(Saved data entries)
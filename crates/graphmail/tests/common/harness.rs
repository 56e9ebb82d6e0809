//! Test harness for dispatch tests against local HTTP mocks.
//!
//! The `TestHarness` struct starts an axum server on a loopback port that
//! plays both the OAuth2 token endpoint and the Graph sendMail endpoint.
//! Each endpoint answers with a canned status and body, counts its hits and
//! records what it received.

#![allow(dead_code)]

use std::path::PathBuf;
use std::sync::atomic::{AtomicUsize, Ordering};
use std::sync::{Arc, Mutex};

use axum::extract::{Path as UrlPath, State};
use axum::http::{header, HeaderMap, StatusCode};
use axum::routing::post;
use axum::Router;
use secrecy::SecretString;
use tempfile::TempDir;
use tokio::net::TcpListener;

use graphmail::{DispatchStatus, MailDispatcher, MailerConfig, OAuthCredentials, StatusSink};

pub const CLIENT_ID: &str = "11111111-2222-3333-4444-555555555555";
pub const CLIENT_SECRET: &str = "s3cr3t~value";
pub const SCOPE: &str = "https://graph.microsoft.com/.default";
pub const SENDER: &str = "sender@example.com";
pub const ACCESS_TOKEN: &str = "eyJ0eXAiOiJKV1QiLCJhbGciOiJSUzI1NiJ9.test";

/// A request captured by the mock server.
#[derive(Debug, Clone)]
pub struct RecordedRequest {
    pub path: String,
    pub authorization: Option<String>,
    pub content_type: Option<String>,
    pub body: String,
}

impl RecordedRequest {
    pub fn json(&self) -> serde_json::Value {
        serde_json::from_str(&self.body).expect("recorded body is not JSON")
    }

    /// Decodes a form-encoded body into key/value pairs.
    pub fn form(&self) -> Vec<(String, String)> {
        let url = reqwest::Url::parse(&format!("http://form.local/?{}", self.body))
            .expect("recorded body is not form-encoded");
        url.query_pairs()
            .map(|(k, v)| (k.into_owned(), v.into_owned()))
            .collect()
    }

    pub fn form_value(&self, key: &str) -> Option<String> {
        self.form()
            .into_iter()
            .find(|(k, _)| k == key)
            .map(|(_, v)| v)
    }
}

#[derive(Clone)]
struct CannedResponse {
    status: StatusCode,
    body: String,
}

struct MockState {
    token_response: CannedResponse,
    send_response: CannedResponse,
    token_hits: AtomicUsize,
    send_hits: AtomicUsize,
    token_requests: Mutex<Vec<RecordedRequest>>,
    send_requests: Mutex<Vec<RecordedRequest>>,
}

fn record(headers: &HeaderMap, path: String, body: String) -> RecordedRequest {
    let header_value = |name: header::HeaderName| {
        headers
            .get(name)
            .and_then(|v| v.to_str().ok())
            .map(str::to_string)
    };
    RecordedRequest {
        path,
        authorization: header_value(header::AUTHORIZATION),
        content_type: header_value(header::CONTENT_TYPE),
        body,
    }
}

async fn token_handler(
    State(state): State<Arc<MockState>>,
    headers: HeaderMap,
    body: String,
) -> (StatusCode, [(header::HeaderName, &'static str); 1], String) {
    state.token_hits.fetch_add(1, Ordering::SeqCst);
    state
        .token_requests
        .lock()
        .unwrap()
        .push(record(&headers, "/oauth2/v2.0/token".to_string(), body));

    let canned = state.token_response.clone();
    (
        canned.status,
        [(header::CONTENT_TYPE, "application/json")],
        canned.body,
    )
}

async fn send_mail_handler(
    State(state): State<Arc<MockState>>,
    UrlPath(sender): UrlPath<String>,
    headers: HeaderMap,
    body: String,
) -> (StatusCode, String) {
    state.send_hits.fetch_add(1, Ordering::SeqCst);
    state.send_requests.lock().unwrap().push(record(
        &headers,
        format!("/v1.0/users/{}/sendMail", sender),
        body,
    ));

    let canned = state.send_response.clone();
    (canned.status, canned.body)
}

/// Configures the canned responses before the server starts.
pub struct TestHarnessBuilder {
    token_response: CannedResponse,
    send_response: CannedResponse,
}

impl TestHarnessBuilder {
    pub fn token_response(mut self, status: StatusCode, body: impl Into<String>) -> Self {
        self.token_response = CannedResponse {
            status,
            body: body.into(),
        };
        self
    }

    pub fn send_response(mut self, status: StatusCode, body: impl Into<String>) -> Self {
        self.send_response = CannedResponse {
            status,
            body: body.into(),
        };
        self
    }

    pub async fn start(self) -> TestHarness {
        let state = Arc::new(MockState {
            token_response: self.token_response,
            send_response: self.send_response,
            token_hits: AtomicUsize::new(0),
            send_hits: AtomicUsize::new(0),
            token_requests: Mutex::new(Vec::new()),
            send_requests: Mutex::new(Vec::new()),
        });

        let app = Router::new()
            .route("/oauth2/v2.0/token", post(token_handler))
            .route("/v1.0/users/{sender}/sendMail", post(send_mail_handler))
            .with_state(state.clone());

        let listener = TcpListener::bind("127.0.0.1:0")
            .await
            .expect("Failed to bind mock server");
        let addr = listener.local_addr().expect("Failed to read local addr");
        tokio::spawn(async move {
            axum::serve(listener, app).await.expect("Mock server failed");
        });

        TestHarness {
            temp_dir: TempDir::new().expect("Failed to create temp directory"),
            base_url: format!("http://{}", addr),
            state,
        }
    }
}

/// Isolated environment: a mock server plus a temp directory for attachments.
pub struct TestHarness {
    temp_dir: TempDir,
    pub base_url: String,
    state: Arc<MockState>,
}

impl TestHarness {
    /// Token endpoint returns a valid token, Graph answers `202 Accepted`.
    pub fn builder() -> TestHarnessBuilder {
        TestHarnessBuilder {
            token_response: CannedResponse {
                status: StatusCode::OK,
                body: serde_json::json!({
                    "token_type": "Bearer",
                    "expires_in": 3599,
                    "access_token": ACCESS_TOKEN,
                })
                .to_string(),
            },
            send_response: CannedResponse {
                status: StatusCode::ACCEPTED,
                body: String::new(),
            },
        }
    }

    pub async fn start_default() -> Self {
        Self::builder().start().await
    }

    pub fn token_endpoint(&self) -> String {
        format!("{}/oauth2/v2.0/token", self.base_url)
    }

    pub fn graph_base_url(&self) -> String {
        format!("{}/v1.0", self.base_url)
    }

    pub fn attachment_dir(&self) -> PathBuf {
        self.temp_dir.path().to_path_buf()
    }

    /// Configuration pointing at the mock server.
    pub fn config(&self) -> MailerConfig {
        self.config_with_endpoints(&self.token_endpoint(), &self.graph_base_url())
    }

    /// Like [`config`](Self::config), with either endpoint swapped out.
    pub fn config_with_endpoints(&self, token_endpoint: &str, graph_base_url: &str) -> MailerConfig {
        let creds = OAuthCredentials::new(
            token_endpoint,
            CLIENT_ID,
            SecretString::from(CLIENT_SECRET),
            SCOPE,
            "client_credentials",
        )
        .expect("Failed to build credentials");

        MailerConfig::new(creds, SENDER)
            .expect("Failed to build config")
            .with_graph_base_url(graph_base_url)
            .expect("Invalid mock base URL")
            .with_attachment_base_dir(self.attachment_dir())
    }

    /// JSON config file content pointing at the mock server.
    pub fn config_json(&self) -> serde_json::Value {
        serde_json::json!({
            "version": "1.0",
            "tokenEndpoint": self.token_endpoint(),
            "clientId": CLIENT_ID,
            "clientSecret": CLIENT_SECRET,
            "scope": SCOPE,
            "senderEmailAddress": SENDER,
            "graphBaseUrl": self.graph_base_url(),
            "attachmentBaseDir": self.attachment_dir(),
        })
    }

    pub fn dispatcher(&self, status: Arc<dyn StatusSink>) -> MailDispatcher {
        MailDispatcher::new(Arc::new(self.config()), status)
    }

    /// Base URL of a loopback port nothing listens on.
    pub fn unreachable_base_url() -> String {
        let listener =
            std::net::TcpListener::bind("127.0.0.1:0").expect("Failed to bind loopback port");
        let addr = listener.local_addr().expect("Failed to read local addr");
        drop(listener);
        format!("http://{}", addr)
    }

    /// Writes a file into the attachment directory and returns its path.
    pub fn write_attachment(&self, name: &str, content: &[u8]) -> PathBuf {
        let path = self.temp_dir.path().join(name);
        std::fs::write(&path, content).expect("Failed to write attachment");
        path
    }

    pub fn token_hits(&self) -> usize {
        self.state.token_hits.load(Ordering::SeqCst)
    }

    pub fn send_hits(&self) -> usize {
        self.state.send_hits.load(Ordering::SeqCst)
    }

    pub fn token_requests(&self) -> Vec<RecordedRequest> {
        self.state.token_requests.lock().unwrap().clone()
    }

    pub fn send_requests(&self) -> Vec<RecordedRequest> {
        self.state.send_requests.lock().unwrap().clone()
    }

    pub fn last_send_request(&self) -> RecordedRequest {
        self.send_requests()
            .pop()
            .expect("sendMail endpoint was never called")
    }
}

/// Status sink that keeps every update in order.
#[derive(Default)]
pub struct RecordingStatus {
    updates: Mutex<Vec<DispatchStatus>>,
}

impl RecordingStatus {
    pub fn new() -> Arc<Self> {
        Arc::new(Self::default())
    }

    pub fn updates(&self) -> Vec<DispatchStatus> {
        self.updates.lock().unwrap().clone()
    }

    pub fn last(&self) -> DispatchStatus {
        self.updates()
            .pop()
            .expect("status sink received no updates")
    }
}

impl StatusSink for RecordingStatus {
    fn update(&self, status: &DispatchStatus) {
        self.updates.lock().unwrap().push(status.clone());
    }
}
use serde::Deserialize;

use super::settings::DEFAULT_GRANT_TYPE;

/// On-disk configuration document (`config.json`).
///
/// Client ID and secret each accept an inline value, a file, or an
/// environment variable; see [`crate::secrets::resolve_secret`].
#[derive(Clone, Deserialize)]
#[serde(rename_all = "camelCase")]
pub struct ConfigFile {
    pub version: String,
    pub token_endpoint: String,

    #[serde(default)]
    pub client_id: Option<String>,
    #[serde(default)]
    pub client_id_file: Option<String>,
    #[serde(default)]
    pub client_id_env_var: Option<String>,

    #[serde(default)]
    pub client_secret: Option<String>,
    #[serde(default)]
    pub client_secret_file: Option<String>,
    #[serde(default)]
    pub client_secret_env_var: Option<String>,

    pub scope: String,
    #[serde(default = "default_grant_type")]
    pub grant_type: String,
    pub sender_email_address: String,

    #[serde(default)]
    pub graph_base_url: Option<String>,
    #[serde(default)]
    pub attachment: Option<String>,
    #[serde(default)]
    pub attachment_base_dir: Option<String>,
    #[serde(default)]
    pub request_timeout_secs: Option<u64>,
}

fn default_grant_type() -> String {
    DEFAULT_GRANT_TYPE.to_string()
}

EXERCISE AIM >>
Where the string "DispatchStatus" appears in a line of the entries above, return that line.

EXPECTED ANSWER >>
use graphmail::{DispatchStatus, MailDispatcher, MailerConfig, OAuthCredentials, StatusSink};
    updates: Mutex<Vec<DispatchStatus>>,
    pub fn updates(&self) -> Vec<DispatchStatus> {
    pub fn last(&self) -> DispatchStatus {
    fn update(&self, status: &DispatchStatus) {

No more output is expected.